Please reproduce the whole listing without altering anything.

Material supplied:
□ □ □ □ □ □ □

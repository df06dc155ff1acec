//! `convcode` command-line tool
//!
//! ```text
//! convcode encode 10110
//! convcode -k 7 -g 0o171,0o133 decode 1110...
//! convcode decode --soft -- -0.9,1.1,...
//! convcode demo --message HELLO --flip 10,25,40
//! convcode ber --snr 0,1,2,3,4 --blocks 200 --format csv
//! convcode info
//! ```

mod cli;
mod commands;
mod config;
mod error;

use std::error::Error;

use clap::Parser;
use convcode_core::logging::init_logging;

use crate::cli::Cli;
use crate::config::AppConfig;

fn main() -> Result<(), Box<dyn Error>> {
    let args = Cli::parse();

    let mut config = match args.config {
        Some(ref path) => AppConfig::load_from(path)?,
        None => AppConfig::load()?,
    };

    // Command line overrides file values
    if let Some(k) = args.constraint_length {
        config.code.constraint_length = k;
    }
    if let Some(ref generators) = args.generators {
        config.code.generators = generators.clone();
    }
    if let Some(level) = args.log_level {
        config.logging.level = level;
    }
    if let Some(format) = args.log_format {
        config.logging.format = format;
    }

    config.validate()?;
    init_logging(&config.logging);
    tracing::debug!(code = %config.code, "configuration resolved");

    let stdout = std::io::stdout();
    commands::run(&args.command, &config, &mut stdout.lock())?;
    Ok(())
}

□ □ □ □ □ □ □

Task solution:
repository df06dc155ff1acec
//! `convcode` command-line tool
//!
//! ```text
//! convcode encode 10110
//! convcode -k 7 -g 0o171,0o133 decode 1110...
//! convcode decode --soft -- -0.9,1.1,...
//! convcode demo --message HELLO --flip 10,25,40
//! convcode ber --snr 0,1,2,3,4 --blocks 200 --format csv
//! convcode info
//! ```

mod cli;
mod commands;
mod config;
mod error;

use std::error::Error;

use clap::Parser;
use convcode_core::logging::init_logging;

use crate::cli::Cli;
use crate::config::AppConfig;

fn main() -> Result<(), Box<dyn Error>> {
    let args = Cli::parse();

    let mut config = match args.config {
        Some(ref path) => AppConfig::load_from(path)?,
        None => AppConfig::load()?,
    };

    // Command line overrides file values
    if let Some(k) = args.constraint_length {
        config.code.constraint_length = k;
    }
    if let Some(ref generators) = args.generators {
        config.code.generators = generators.clone();
    }
    if let Some(level) = args.log_level {
        config.logging.level = level;
    }
    if let Some(format) = args.log_format {
        config.logging.format = format;
    }

    config.validate()?;
    init_logging(&config.logging);
    tracing::debug!(code = %config.code, "configuration resolved");

    let stdout = std::io::stdout();
    commands::run(&args.command, &config, &mut stdout.lock())?;
    Ok(())
}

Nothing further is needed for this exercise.